**Exercise description**
The answer must be every line from the entries below that includes "Opportunity".

Listed records Start Marker

//! Query handlers for the game session.
//!
//! This module builds the read-only snapshot the presentation layer
//! renders. Nothing here mutates the session.

use qiyao_core::error::DomainError;
use qiyao_core::repository::SaveRepository;
use qiyao_faction::domain::identity::FactionId;
use qiyao_faction::domain::state::FactionState;
use qiyao_faction::domain::stats::Stats;
use qiyao_narrative::domain::context::split_notes;
use qiyao_track::domain::path::{self, Point};
use serde::Serialize;

use crate::domain::interaction::{Interaction, InteractionKind};
use crate::domain::log::LogEntry;
use crate::domain::session::GameSession;
use crate::domain::state::GameState;

/// Read-only view of one faction.
#[derive(Debug, Clone, PartialEq, Serialize)]
pub struct FactionView {
    pub id: FactionId,
    pub name: &'static str,
    pub title: &'static str,
    pub progress: i32,
    /// Completion percentage, 0 to 100.
    pub percentage: f64,
    pub location_name: &'static str,
    pub location_description: &'static str,
    /// Marker position on the map, in percentage coordinates.
    pub position: Point,
    pub stats: Stats,
    pub skip_next_turn: bool,
    pub last_move: String,
    pub visited_locations: Vec<String>,
    pub history: Vec<String>,
}

/// Read-only view of the open interaction.
#[derive(Debug, Clone, PartialEq, Eq, Serialize)]
#[serde(tag = "kind", rename_all = "snake_case")]
pub enum InteractionView {
    Pvp {
        actor: FactionId,
        target: FactionId,
        location_name: String,
        description: String,
        pending_progress: i32,
    },
    Opportunity {
        actor: FactionId,
        title: String,
        location_name: String,
        description: String,
        /// Guidance for the arbiter, split off the description.
        arbiter_notes: Option<String>,
        pending_progress: i32,
    },
}

/// Read-only snapshot of the whole game.
#[derive(Debug, Clone, PartialEq, Serialize)]
pub struct GameView {
    pub day: u32,
    pub weather: &'static str,
    pub turn_queue: Vec<FactionId>,
    pub active_index: usize,
    pub active_faction: FactionId,
    pub day_complete: bool,
    pub factions: Vec<FactionView>,
    /// Factions standing on the goal, in canonical order.
    pub arrivals: Vec<FactionId>,
    pub interaction: Option<InteractionView>,
    pub log: Vec<LogEntry>,
    pub path: Option<Vec<Point>>,
}

fn faction_views(state: &GameState) -> Vec<FactionView> {
    state
        .factions()
        .iter()
        .map(|faction| {
            let info = faction.id().info();
            let location = faction.location();
            let progress = f64::from(faction.progress());
            FactionView {
                id: faction.id(),
                name: info.name,
                title: info.title,
                progress: faction.progress(),
                percentage: path::progress_percentage(progress),
                location_name: location.name,
                location_description: location.description,
                position: path::project(progress, state.path()),
                stats: faction.stats(),
                skip_next_turn: faction.skip_next_turn(),
                last_move: faction.last_move().to_owned(),
                visited_locations: faction.visited_locations().to_vec(),
                history: faction.history().to_vec(),
            }
        })
        .collect()
}

fn interaction_view(interaction: &Interaction) -> InteractionView {
    match &interaction.kind {
        InteractionKind::Pvp { target } => InteractionView::Pvp {
            actor: interaction.actor,
            target: *target,
            location_name: interaction.location_name.clone(),
            description: interaction.narrative.clone(),
            pending_progress: interaction.pending_progress,
        },
        InteractionKind::Opportunity { title } => {
            let (story, notes) = split_notes(&interaction.narrative);
            InteractionView::Opportunity {
                actor: interaction.actor,
                title: title.clone(),
                location_name: interaction.location_name.clone(),
                description: story.to_owned(),
                arbiter_notes: notes.map(str::to_owned),
                pending_progress: interaction.pending_progress,
            }
        }
    }
}

/// Builds the snapshot of the game in progress.
///
/// # Errors
///
/// Returns `DomainError::Validation` if no game has been initialized, the
/// same rejection every command gives.
pub fn get_game_view(session: &GameSession) -> Result<GameView, DomainError> {
    let state = session.require_state()?;

    Ok(GameView {
        day: state.day(),
        weather: state.weather().label(),
        turn_queue: state.turn_queue().to_vec(),
        active_index: state.active_index(),
        active_faction: state.active_faction(),
        day_complete: state.day_complete(),
        factions: faction_views(state),
        arrivals: state
            .factions()
            .iter()
            .filter(|faction| faction.has_arrived())
            .map(FactionState::id)
            .collect(),
        interaction: session.interaction().map(interaction_view),
        log: state.log().to_vec(),
        path: state.path().map(<[Point]>::to_vec),
    })
}

/// Lists the save slots currently written, sorted by name.
///
/// # Errors
///
/// Propagates repository failures.
pub async fn list_save_slots(repo: &dyn SaveRepository) -> Result<Vec<String>, DomainError> {
    repo.slots().await
}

Listed records End Marker

**Problem solution**
    Opportunity {
        InteractionKind::Opportunity { title } => {
            InteractionView::Opportunity {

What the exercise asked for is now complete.